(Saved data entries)
>>
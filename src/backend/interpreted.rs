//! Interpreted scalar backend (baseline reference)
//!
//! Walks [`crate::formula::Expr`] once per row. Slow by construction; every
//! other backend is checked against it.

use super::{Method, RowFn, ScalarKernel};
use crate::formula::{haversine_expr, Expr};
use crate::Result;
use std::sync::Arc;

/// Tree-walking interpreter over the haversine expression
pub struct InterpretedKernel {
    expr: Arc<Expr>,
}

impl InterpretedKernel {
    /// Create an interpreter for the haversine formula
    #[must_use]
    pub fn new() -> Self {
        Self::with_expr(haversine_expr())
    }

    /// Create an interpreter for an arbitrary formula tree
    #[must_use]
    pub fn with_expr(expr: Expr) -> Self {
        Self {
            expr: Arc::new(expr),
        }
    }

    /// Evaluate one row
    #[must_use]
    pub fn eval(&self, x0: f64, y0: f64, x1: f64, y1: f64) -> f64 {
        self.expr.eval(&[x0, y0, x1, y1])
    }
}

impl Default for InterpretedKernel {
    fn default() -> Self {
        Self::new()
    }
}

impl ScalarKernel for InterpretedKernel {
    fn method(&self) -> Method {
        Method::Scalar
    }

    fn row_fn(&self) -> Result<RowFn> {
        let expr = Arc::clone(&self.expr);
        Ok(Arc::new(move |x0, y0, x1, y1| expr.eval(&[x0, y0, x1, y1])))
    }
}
<<
>>
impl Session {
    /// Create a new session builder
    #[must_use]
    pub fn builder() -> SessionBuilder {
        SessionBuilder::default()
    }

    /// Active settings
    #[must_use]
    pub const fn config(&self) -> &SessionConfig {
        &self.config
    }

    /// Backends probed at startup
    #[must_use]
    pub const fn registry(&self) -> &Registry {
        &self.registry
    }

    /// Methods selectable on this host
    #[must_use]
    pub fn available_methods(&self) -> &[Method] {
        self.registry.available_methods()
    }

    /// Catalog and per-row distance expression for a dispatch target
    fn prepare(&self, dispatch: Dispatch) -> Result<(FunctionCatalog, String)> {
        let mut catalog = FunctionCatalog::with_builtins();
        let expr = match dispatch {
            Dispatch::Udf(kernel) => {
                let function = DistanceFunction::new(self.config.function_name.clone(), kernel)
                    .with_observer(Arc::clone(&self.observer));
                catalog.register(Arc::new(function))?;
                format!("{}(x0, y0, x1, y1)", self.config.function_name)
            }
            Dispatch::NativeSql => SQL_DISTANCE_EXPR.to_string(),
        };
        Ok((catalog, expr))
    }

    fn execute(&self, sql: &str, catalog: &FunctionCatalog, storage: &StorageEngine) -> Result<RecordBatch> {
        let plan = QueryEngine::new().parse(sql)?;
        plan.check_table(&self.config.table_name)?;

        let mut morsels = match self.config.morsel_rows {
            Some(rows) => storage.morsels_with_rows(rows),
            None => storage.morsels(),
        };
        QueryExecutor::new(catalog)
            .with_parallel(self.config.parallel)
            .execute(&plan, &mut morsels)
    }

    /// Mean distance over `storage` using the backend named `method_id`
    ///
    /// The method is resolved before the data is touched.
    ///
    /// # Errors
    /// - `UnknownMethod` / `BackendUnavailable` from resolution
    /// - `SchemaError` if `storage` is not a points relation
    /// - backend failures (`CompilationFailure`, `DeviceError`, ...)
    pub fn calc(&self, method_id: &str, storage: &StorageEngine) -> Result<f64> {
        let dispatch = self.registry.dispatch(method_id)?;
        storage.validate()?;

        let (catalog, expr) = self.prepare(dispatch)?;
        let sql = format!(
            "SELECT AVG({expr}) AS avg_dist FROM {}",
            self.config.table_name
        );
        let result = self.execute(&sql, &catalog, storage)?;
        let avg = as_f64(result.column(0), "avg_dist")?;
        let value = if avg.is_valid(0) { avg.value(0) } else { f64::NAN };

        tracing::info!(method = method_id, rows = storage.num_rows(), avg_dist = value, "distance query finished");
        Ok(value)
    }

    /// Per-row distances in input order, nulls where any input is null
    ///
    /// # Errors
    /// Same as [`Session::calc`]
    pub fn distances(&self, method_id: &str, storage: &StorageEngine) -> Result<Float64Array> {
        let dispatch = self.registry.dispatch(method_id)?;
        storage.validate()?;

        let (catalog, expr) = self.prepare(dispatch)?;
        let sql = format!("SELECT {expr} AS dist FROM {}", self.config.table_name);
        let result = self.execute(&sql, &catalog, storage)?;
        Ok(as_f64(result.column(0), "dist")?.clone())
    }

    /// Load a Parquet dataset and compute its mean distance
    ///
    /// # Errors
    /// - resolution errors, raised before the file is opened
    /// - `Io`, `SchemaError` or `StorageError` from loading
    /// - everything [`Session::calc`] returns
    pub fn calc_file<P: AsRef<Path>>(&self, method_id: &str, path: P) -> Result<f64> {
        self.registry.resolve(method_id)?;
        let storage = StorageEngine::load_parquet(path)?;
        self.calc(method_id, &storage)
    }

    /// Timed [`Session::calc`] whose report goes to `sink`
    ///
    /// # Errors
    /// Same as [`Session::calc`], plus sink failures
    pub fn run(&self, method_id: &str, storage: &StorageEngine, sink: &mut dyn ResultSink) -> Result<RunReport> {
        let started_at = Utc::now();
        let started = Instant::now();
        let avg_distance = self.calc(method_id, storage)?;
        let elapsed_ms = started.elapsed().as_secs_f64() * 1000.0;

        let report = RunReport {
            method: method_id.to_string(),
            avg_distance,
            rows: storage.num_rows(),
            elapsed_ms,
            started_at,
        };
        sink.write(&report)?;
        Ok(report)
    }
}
<<
● **What to work on**: Give back the records above exactly, limited to the lines between the one holding "let value = if" and the one holding "let avg_distance = self.calc(method_id, storage)?;", inclusive.

● **Answer box**:
        let value = if avg.is_valid(0) { avg.value(0) } else { f64::NAN };

        tracing::info!(method = method_id, rows = storage.num_rows(), avg_dist = value, "distance query finished");
        Ok(value)
    }

    /// Per-row distances in input order, nulls where any input is null
    ///
    /// # Errors
    /// Same as [`Session::calc`]
    pub fn distances(&self, method_id: &str, storage: &StorageEngine) -> Result<Float64Array> {
        let dispatch = self.registry.dispatch(method_id)?;
        storage.validate()?;

        let (catalog, expr) = self.prepare(dispatch)?;
        let sql = format!("SELECT {expr} AS dist FROM {}", self.config.table_name);
        let result = self.execute(&sql, &catalog, storage)?;
        Ok(as_f64(result.column(0), "dist")?.clone())
    }

    /// Load a Parquet dataset and compute its mean distance
    ///
    /// # Errors
    /// - resolution errors, raised before the file is opened
    /// - `Io`, `SchemaError` or `StorageError` from loading
    /// - everything [`Session::calc`] returns
    pub fn calc_file<P: AsRef<Path>>(&self, method_id: &str, path: P) -> Result<f64> {
        self.registry.resolve(method_id)?;
        let storage = StorageEngine::load_parquet(path)?;
        self.calc(method_id, &storage)
    }

    /// Timed [`Session::calc`] whose report goes to `sink`
    ///
    /// # Errors
    /// Same as [`Session::calc`], plus sink failures
    pub fn run(&self, method_id: &str, storage: &StorageEngine, sink: &mut dyn ResultSink) -> Result<RunReport> {
        let started_at = Utc::now();
        let started = Instant::now();
        let avg_distance = self.calc(method_id, storage)?;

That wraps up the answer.